2020 candidate claims antidepressants are overprescribed

Democratic presidential candidate and self-help author Marianne Williamson said Friday that she is worried antidepressants are overprescribed by doctors for what she calls “normal human despair.”

“The twenties can be very hard. They’re not a mental illness. Divorce can be very difficult, losing a loved one, someone that you know died, someone left in a relationship and you’re heartbroken — that’s very painful, but it’s not a mental illness,” Williamson said on BuzzFeed News’ AM to DM. “You had a professional failure, you lost your job, you went bankrupt. Those things are very difficult, but they’re not a mental illness.”

Williamson has written several tweets before displaying skepticism about the helpful effects of antidepressants in cases of depression, for which she has been criticized.

After fashion designer Kate Spade killed herself in 2018, Williamson indicated that celebrity suicides could be connected to antidepressants and Big Pharma.

“How many public personalities on antidepressants have to hang themselves before the FDA does something, Big Pharma cops to what it knows, and the average person stops falling for this? The tragedies keep compounding. The awakening should begin,” Williamson tweeted last year.

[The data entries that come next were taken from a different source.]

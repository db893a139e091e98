use soroban_sdk::{Address, BytesN, Env};

use crate::types::Game;
use crate::{EvRatingSkipped, EvRatingUpdated, RatingBookClient};

/// Reports a decided game to the rating book and re-publishes both scores.
/// Called once, from the single terminal path that sets `winner`.
///
/// The rating book cannot block settlement: a rejected report publishes
/// `EvRatingSkipped` and the game ends regardless.
pub fn report_winner(
    env: &Env,
    ratings: &Address,
    game_id: &BytesN<32>,
    game: &Game,
    winner: &Address,
) {
    let Some(player2) = game.player2.clone() else {
        return report_skipped(env, game_id);
    };
    let book = RatingBookClient::new(env, ratings);

    let recorded = book.try_record_result(
        &env.current_contract_address(),
        &game.player1,
        &player2,
        &Some(winner.clone()),
    );
    if !matches!(recorded, Ok(Ok(()))) {
        return report_skipped(env, game_id);
    }

    // Recorded; the score read-back only feeds the event.
    let (Ok(Ok(player1_score)), Ok(Ok(player2_score))) = (
        book.try_get_score(&game.player1),
        book.try_get_score(&player2),
    ) else {
        return;
    };

    EvRatingUpdated {
        game_id: game_id.clone(),
        player1: game.player1.clone(),
        player1_score,
        player2,
        player2_score,
    }
    .publish(env);
}

pub fn report_skipped(env: &Env, game_id: &BytesN<32>) {
    EvRatingSkipped {
        game_id: game_id.clone(),
    }
    .publish(env);
}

She also stated that there was no stigma surrounding depression until it became “medicalized” and expressed concerns that many antidepressants are prescribed by doctors who are not mental health professionals.

“Most antidepressants are being prescribed by Dr.s who aren’t even mental health professionals, & many times when people are simply SAD,” Williamson tweeted. “The answer to depression is more scientific research only if you think of it simply in biomedical terms. The medicalization of depression is a creation of the medical industry. For millennia depression was seen as a spiritual disease, and for many of us it still is.”

According to Yahoo, Williamson told comedian Russell Brand in a 2018 interview that she was diagnosed with clinical depression but “didn’t buy it” because there is no test to diagnose depression. She therefore concluded that she should not be treated with medication.

“Even that’s such a scam,” Williamson said during the interview. “All that means is somebody in a clinic said it. There is no blood test, right. But if you’ve been there you know it.”

Williamson does not have a medical degree or professional license in mental health. When asked on AM to DM if it was appropriate for her to make such claims about antidepressants, she said her area of expertise remains situational human despair.

“I don’t think it’s wrong at all, I very much stay in my lane. I would say when doctors are coming in to talk about situational despair, that they’re getting in my lane. I’ve never weighed in on issues like bipolar, schizophrenia, anything like that,” Williamson said. “That’s not my lane, I’ve never weighed in, and clearly there are medical conditions for which psychotherapeutic drugs have been and continue to be very helpful in people’s lives, and I think that’s true with clinical depression as well.”